The Shift Is No Longer Experimental—It’s Operational
What the summit week confirmed is that China’s semiconductor pivot has moved beyond the experimental phase. It is now operational.
Just a year ago, the notion that Chinese hyperscalers could deploy proprietary GPUs at scale while simultaneously training frontier models on Huawei hardware seemed aspirational at best. Today, Tencent is forecasting GPU supply growth, DeepSeek is training on Ascend chips, and Alibaba is mass-producing its own silicon. The H200 deadlock has functioned as an accelerator for domestic alternatives—exactly as Beijing intended.
Why This Matters for Global Tech Investors
For business professionals tracking AI infrastructure, the implications are clear. The H200 standoff is not a temporary hiccup that will be resolved by the next trade negotiation. It is a structural shift designed to create permanent separation between Chinese AI development and US semiconductor supply chains.
- Nvidia loses a major market: China represented approximately 20-25% of Nvidia’s data centre revenue before export controls tightened. That revenue is being redirected to competitors like Huawei and domestic chipmakers.
- Chinese AI development decouples from US hardware: Models like DeepSeek V4 are being built on domestic chips from the training stage, not retrofitted for inference after the fact. This creates long-term dependency on Chinese supply chains.
- The US export control regime achieves the opposite of its intent: By restricting access to advanced chips, Washington hoped to slow Chinese AI progress. Instead, it has forced a faster pivot to domestic alternatives, creating a parallel AI ecosystem that may ultimately compete with—rather than rely on—US technology.
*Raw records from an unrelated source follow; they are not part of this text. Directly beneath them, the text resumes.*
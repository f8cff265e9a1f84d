// Copyright 2023 Mikael Lund
//
// Licensed under the Apache license, version 2.0 (the "license");
// you may not use this file except in compliance with the license.
// You may obtain a copy of the license at
//
//     http://www.apache.org/licenses/license-2.0
//
// Unless required by applicable law or agreed to in writing, software
// distributed under the license is distributed on an "as is" basis,
// without warranties or conditions of any kind, either express or implied.
// See the license for the specific language governing permissions and
// limitations under the license.

//! # Bead chains
//!
//! A [`Chain`] is an ordered list of alpha-carbon positions where consecutive
//! beads are bonded. Monte Carlo moves are rigid rotations and translations
//! of sub-chains and hence never change a bond length.

mod reference;

use crate::io::xyz::{self, Frame};
use crate::transform::triple_product;
use crate::{Point, PositionVec};
use anyhow::Context;
use serde::{Deserialize, Serialize};
use std::fmt;
use std::ops::Range;
use std::path::Path;

/// Typical distance between consecutive alpha carbons (Å)
pub const BOND_LENGTH: f64 = 3.8;

/// Closest allowed distance between non-bonded beads (Å)
pub const BEAD_DIAMETER: f64 = 1.1 * BOND_LENGTH;

/// Names of the built-in reference structures
pub const REFERENCE_NAMES: [&str; 2] = ["1PGB", "2GB1"];

/// Label used for beads when writing structure files
const BEAD_LABEL: &str = "CA";

/// Ordered sequence of bonded beads
#[derive(Debug, Clone, PartialEq, Serialize, Deserialize)]
pub struct Chain {
    positions: PositionVec,
}

impl Chain {
    /// Create a chain from explicit positions. At least two beads are required.
    pub fn new(positions: PositionVec) -> anyhow::Result<Self> {
        if positions.len() < 2 {
            anyhow::bail!(
                "A chain needs at least two beads, got {}",
                positions.len()
            );
        }
        if positions.iter().any(|p| !p.iter().all(|x| x.is_finite())) {
            anyhow::bail!("Chain positions must be finite");
        }
        Ok(Self { positions })
    }

    /// Built-in reference structure by name (`1PGB` or `2GB1`, case-insensitive).
    pub fn reference(name: &str) -> anyhow::Result<Self> {
        let table: &[[f64; 3]] = match name.to_ascii_uppercase().as_str() {
            "1PGB" => &reference::PDB_1PGB,
            "2GB1" => &reference::PDB_2GB1,
            _ => anyhow::bail!(
                "Unknown reference structure '{}'; available: {}",
                name,
                REFERENCE_NAMES.join(", ")
            ),
        };
        Self::new(table.iter().map(|&[x, y, z]| Point::new(x, y, z)).collect())
    }

    /// Read the first frame of an XYZ file.
    pub fn from_file(path: impl AsRef<Path>) -> anyhow::Result<Self> {
        let frame = xyz::read_frame(path.as_ref())?;
        Self::new(frame.positions)
            .with_context(|| format!("Invalid chain in {}", path.as_ref().display()))
    }

    /// Built-in reference if `source` names one, otherwise an XYZ file path.
    pub fn load(source: &str) -> anyhow::Result<Self> {
        if REFERENCE_NAMES
            .iter()
            .any(|name| name.eq_ignore_ascii_case(source))
        {
            Self::reference(source)
        } else {
            Self::from_file(source)
        }
    }

    /// Contiguous fragment of the chain, e.g. `0..4` for the first four beads.
    pub fn fragment(&self, range: Range<usize>) -> anyhow::Result<Self> {
        let positions = self
            .positions
            .get(range.clone())
            .ok_or_else(|| anyhow::anyhow!("Fragment {:?} outside chain of length {}", range, self.len()))?;
        Self::new(positions.to_vec())
    }

    /// Number of beads.
    pub fn len(&self) -> usize {
        self.positions.len()
    }

    /// Always false as a chain has at least two beads.
    pub fn is_empty(&self) -> bool {
        self.positions.is_empty()
    }

    pub fn positions(&self) -> &[Point] {
        &self.positions
    }

    pub fn position(&self, index: usize) -> &Point {
        &self.positions[index]
    }

    pub(crate) fn positions_mut(&mut self) -> &mut [Point] {
        &mut self.positions
    }

    /// Euclidean distance between beads `i` and `j`.
    pub fn distance(&self, i: usize, j: usize) -> f64 {
        (self.positions[j] - self.positions[i]).norm()
    }

    /// Handedness of the four beads `m..=m+3`.
    ///
    /// Sign of the triple product of the three consecutive bond vectors.
    /// A vanishing triple product (planar arrangement) counts as right-handed.
    pub fn chirality(&self, m: usize) -> f64 {
        let p = &self.positions[m..m + 4];
        let product = triple_product(&(p[1] - p[0]), &(p[2] - p[1]), &(p[3] - p[2]));
        if product < 0.0 {
            -1.0
        } else {
            1.0
        }
    }

    /// Distance between beads `i` and `j`, signed by [`Chain::chirality`] when `|i - j| == 3`.
    pub fn signed_distance(&self, i: usize, j: usize) -> f64 {
        let d = self.distance(i, j);
        if i.abs_diff(j) == 3 {
            self.chirality(i.min(j)) * d
        } else {
            d
        }
    }

    /// True if any bead in `range` is closer than [`BEAD_DIAMETER`] to a non-bonded bead.
    ///
    /// Bonded neighbours, `i-1` and `i+1`, are excluded.
    pub fn is_overlapping(&self, range: Range<usize>) -> bool {
        range.into_iter().any(|i| {
            self.positions.iter().enumerate().any(|(j, pos)| {
                i.abs_diff(j) > 1 && (pos - self.positions[i]).norm() < BEAD_DIAMETER
            })
        })
    }

    /// True if any pair of non-bonded beads overlap.
    pub fn has_overlap(&self) -> bool {
        self.is_overlapping(0..self.len())
    }

    /// Distances between consecutive beads.
    pub fn bond_lengths(&self) -> Vec<f64> {
        self.positions
            .windows(2)
            .map(|w| (w[1] - w[0]).norm())
            .collect()
    }

    /// Structure frame with a title, ready to be written to disk.
    pub fn to_frame(&self, title: impl Into<String>) -> Frame {
        Frame {
            title: title.into(),
            labels: vec![BEAD_LABEL.to_string(); self.len()],
            positions: self.positions.clone(),
        }
    }
}

impl TryFrom<Frame> for Chain {
    type Error = anyhow::Error;
    fn try_from(frame: Frame) -> anyhow::Result<Self> {
        Self::new(frame.positions)
    }
}

/// Formats the chain as a single XYZ frame.
impl fmt::Display for Chain {
    fn fmt(&self, f: &mut fmt::Formatter<'_>) -> fmt::Result {
        write!(f, "{}", self.to_frame("Protein"))
    }
}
What Happens Next to the H200s?
The 75,000-unit licences held by Alibaba, Tencent, ByteDance, and JD.com are not cancelled. They simply sit unused—a testament to a policy standoff that neither side seems eager to resolve.
Could the chips eventually ship? Possibly, but only if either the US relaxes its domestic-use requirement or Beijing reverses its directive against domestic Nvidia deployment. Neither scenario appears likely in the near term. The US Commerce Department shows no sign of loosening geographic restrictions, and Beijing’s State Council supply-chain review is likely to reinforce, not weaken, the push toward semiconductor self-sufficiency.
For now, the H200 China deal survives only on paper. In practice, it is a policy contradiction that both Washington and Beijing find useful—Washington because it can claim it authorised the exports, and Beijing because it can force its tech giants to invest in domestic alternatives without taking the political blame for cutting off access to Nvidia.
The Bottom Line for Tech Leaders
The Trump-Xi summit was a diplomatic spectacle that changed nothing about chip exports. What changed was the public confirmation that China’s AI ecosystem is no longer dependent on Nvidia hardware to train and deploy frontier models.
- The H200 is not shipping because Beijing won’t let it, not because Washington blocks it.
- Licences are approved and ready—but the policy contradiction is intentional.
- DeepSeek, Tencent, and Alibaba are all scaling domestic alternatives that reduce their reliance on US chips.
- The shift is structural, not temporary, and it will reshape global AI supply chains through 2026 and beyond.
For anyone following AI infrastructure investment, the summit was a distraction. The real story happened in the data centres and design labs where Chinese engineers are building the next generation of AI models on chips that Washington cannot control.